Little Snoring Airfield, Fakenham in der Grafschaft Norfolk, Ostengland. Verschlafene Idylle. Flache Wiesen, weite Felder, ein paar Kühe, das Meer liegt gleich um die Ecke. Ein paar alte Gebäude, teils noch aus der Zeit des Zweiten Weltkriegs, verbreiten Charme. Zwei Tiger Moths sind gelandet. Keine Museumsstücke, sondern echte Gebrauchsflugzeuge mit Patina. An einem der Höhenruder hängt Dreck. „Das sind Kuhfladen“, scherzt einer der Piloten, „wir sind mal wieder zu tief geflogen.“ Gelächter. Um die Ecke hat The Light Aircraft Company (TLAC) ihren Sitz in einem alten Hangar. Hier produziert Paul Hendry-Smith mit seiner Mannschaft Teile und Bausätze des Sherwood Rangers.

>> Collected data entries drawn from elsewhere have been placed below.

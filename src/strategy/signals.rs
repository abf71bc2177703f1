use crate::indicators::macd::{MacdSeries, DEFAULT_SLOW};
use crate::models::{OptionSide, TradeSignal};

/// Crossover direction of MACD against its signal line
#[derive(Debug, Clone, Copy, PartialEq)]
pub enum Crossover {
    Bullish,
    Bearish,
}

impl Crossover {
    /// Option side a crossover trades: calls on bullish, puts on bearish
    pub fn side(&self) -> OptionSide {
        match self {
            Crossover::Bullish => OptionSide::Call,
            Crossover::Bearish => OptionSide::Put,
        }
    }
}

/// Detect a crossover between the last two points of the histogram
///
/// `<= 0` to `> 0` is bullish, `>= 0` to `< 0` is bearish.
pub fn detect_crossover(series: &MacdSeries) -> Option<Crossover> {
    let histogram = series.histogram();
    let [prev, curr] = histogram.get(histogram.len().checked_sub(2)?..)? else {
        return None;
    };

    if *prev <= 0.0 && *curr > 0.0 {
        Some(Crossover::Bullish)
    } else if *prev >= 0.0 && *curr < 0.0 {
        Some(Crossover::Bearish)
    } else {
        None
    }
}

/// MACD crossover signals gated by a day-high breakout filter
#[derive(Debug, Clone)]
pub struct SignalGenerator {
    min_closes: usize,
}

impl Default for SignalGenerator {
    fn default() -> Self {
        Self {
            min_closes: DEFAULT_SLOW,
        }
    }
}

impl SignalGenerator {
    pub fn new() -> Self {
        Self::default()
    }

    /// Minimum number of closes before a signal can fire
    pub fn min_closes(&self) -> usize {
        self.min_closes
    }

    /// Evaluate the latest indicator values; at most one signal per call
    ///
    /// A bullish crossover fires CE only if `last_price > day_high`; a bearish
    /// one fires PE only if `last_price < day_high`. No signal when history is
    /// too short, there is no crossover, the filter rejects, no watermark is
    /// known yet, or a position is already open on that side.
    pub fn evaluate(
        &self,
        series: &MacdSeries,
        last_price: f64,
        day_high: Option<f64>,
        has_open_position: impl Fn(OptionSide) -> bool,
    ) -> Option<TradeSignal> {
        if series.len() < self.min_closes {
            tracing::debug!(
                "Collecting data... ({}/{} closes)",
                series.len(),
                self.min_closes
            );
            return None;
        }

        let crossover = detect_crossover(series)?;
        let histogram = series.macd.last()? - series.signal.last()?;

        let Some(day_high) = day_high else {
            tracing::debug!("{:?} crossover ignored: no day high recorded", crossover);
            return None;
        };

        let breakout = match crossover {
            Crossover::Bullish => last_price > day_high,
            Crossover::Bearish => last_price < day_high,
        };
        if !breakout {
            tracing::debug!(
                "{:?} crossover rejected by filter: price {:.2} vs day high {:.2}",
                crossover,
                last_price,
                day_high
            );
            return None;
        }

        let side = crossover.side();
        if has_open_position(side) {
            tracing::debug!("{:?} crossover skipped: {} position already open", crossover, side);
            return None;
        }

        tracing::info!(
            "📶 {:?} crossover → {} signal (hist={:.4}, price={:.2}, day high={:.2})",
            crossover,
            side,
            histogram,
            last_price,
            day_high
        );

        Some(TradeSignal {
            side,
            histogram,
            last_price,
            day_high,
        })
    }
}

#[cfg(test)]
mod tests {
    use super::*;

    /// Series of `len` points whose histogram ends with `prev`, `curr`
    fn series_ending(len: usize, prev: f64, curr: f64) -> MacdSeries {
        let mut macd = vec![0.0; len];
        let signal = vec![0.0; len];
        macd[len - 2] = prev;
        macd[len - 1] = curr;
        MacdSeries { macd, signal }
    }

    fn none_open(_: OptionSide) -> bool {
        false
    }

    #[test]
    fn test_detect_crossover() {
        assert_eq!(detect_crossover(&series_ending(5, -1.0, 1.0)), Some(Crossover::Bullish));
        assert_eq!(detect_crossover(&series_ending(5, 0.0, 0.5)), Some(Crossover::Bullish));
        assert_eq!(detect_crossover(&series_ending(5, 1.0, -1.0)), Some(Crossover::Bearish));
        assert_eq!(detect_crossover(&series_ending(5, 0.0, -0.5)), Some(Crossover::Bearish));
        assert_eq!(detect_crossover(&series_ending(5, 1.0, 2.0)), None);
        assert_eq!(detect_crossover(&series_ending(5, -1.0, -2.0)), None);
        assert_eq!(detect_crossover(&series_ending(5, 0.0, 0.0)), None);
        assert_eq!(detect_crossover(&MacdSeries::default()), None);
    }

    #[test]
    fn test_bullish_breakout_fires_call() {
        let generator = SignalGenerator::new();
        let signal = generator
            .evaluate(&series_ending(30, -0.5, 0.5), 110.0, Some(100.0), none_open)
            .unwrap();

        assert_eq!(signal.side, OptionSide::Call);
        assert_eq!(signal.histogram, 0.5);
        assert_eq!(signal.day_high, 100.0);
    }

    #[test]
    fn test_bearish_breakdown_fires_put() {
        let generator = SignalGenerator::new();
        let signal = generator
            .evaluate(&series_ending(30, 0.5, -0.5), 90.0, Some(100.0), none_open)
            .unwrap();

        assert_eq!(signal.side, OptionSide::Put);
    }

    #[test]
    fn test_filter_rejects_without_breakout() {
        let generator = SignalGenerator::new();
        // Bullish but below day high
        assert!(generator
            .evaluate(&series_ending(30, -0.5, 0.5), 99.0, Some(100.0), none_open)
            .is_none());
        // Bearish but above day high
        assert!(generator
            .evaluate(&series_ending(30, 0.5, -0.5), 101.0, Some(100.0), none_open)
            .is_none());
        // Equal to the watermark is not a breakout either way
        assert!(generator
            .evaluate(&series_ending(30, -0.5, 0.5), 100.0, Some(100.0), none_open)
            .is_none());
    }

    #[test]
    fn test_no_signal_without_day_high() {
        let generator = SignalGenerator::new();
        assert!(generator
            .evaluate(&series_ending(30, -0.5, 0.5), 110.0, None, none_open)
            .is_none());
    }

    #[test]
    fn test_insufficient_history() {
        let generator = SignalGenerator::new();
        assert!(generator
            .evaluate(&series_ending(25, -0.5, 0.5), 110.0, Some(100.0), none_open)
            .is_none());
        assert!(generator
            .evaluate(&series_ending(26, -0.5, 0.5), 110.0, Some(100.0), none_open)
            .is_some());
    }

    #[test]
    fn test_open_position_on_same_side_blocks_signal() {
        let generator = SignalGenerator::new();
        let calls_open = |side: OptionSide| side == OptionSide::Call;

        assert!(generator
            .evaluate(&series_ending(30, -0.5, 0.5), 110.0, Some(100.0), calls_open)
            .is_none());
        // Opposite side is unaffected
        assert!(generator
            .evaluate(&series_ending(30, 0.5, -0.5), 90.0, Some(100.0), calls_open)
            .is_some());
    }
}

Im Jahr 2007 hat TLAC die Rechte an dem Doppeldecker von Tiger Cub Developments erworben, einer Firma um Konstrukteur Russ Light, der den Sherwood Ranger in den frühen neunziger Jahren geschaffen hat. Hendry-Smith und seine Leute haben ihn weiterentwickelt und für eine ganze Reihe von Motoren ausgelegt: Rotax 582 und 912, Jabiru 2200, D-Motor sowie BMW R100. Der Hersteller favorisiert den australischen Jabiru, ein leichter, luftgekühlter Vierzylinder-Boxer mit Direktantrieb. Auch Importeur Lanitz Aviation wollte keinen Getriebemotor, dessen Sound nicht zum Charakter des nostalgischen Flugzeugs gepasst hätte.

Die breite Cowling prägt das Gesicht des Fliegers

So entschied man sich in Leipzig für den UL Power 260i, bei dem der Propeller wie beim Jabiru ganz traditionell auf der Kurbelwelle sitzt. Mit seiner Multipoint-Einspritzung und elektronischer Doppelzündung ist der belgische Vierzylinder aber durchaus ein modernes Triebwerk. Seit April 2014 hat der Sherwood Ranger mit diesem Motor die deutsche UL-Musterzulassung. Freilich: Die breite Cowling, die den luftgekühlten Boxer verkleidet, prägt das Gesicht des Fliegers. Schmal und hoch wie beim „großen Vorbild“ ist es nun nicht mehr; die Tiger Moth wurde von einem hängenden Reihenmotor angetrieben. Ein wenig fühlt man sich beim Anblick des Sherwood Ranger DS an die Mutation von der Bücker Jungmann zur Bü 131 Lerche erinnert, einem Schweizer Umbau mit Lycoming-Boxer.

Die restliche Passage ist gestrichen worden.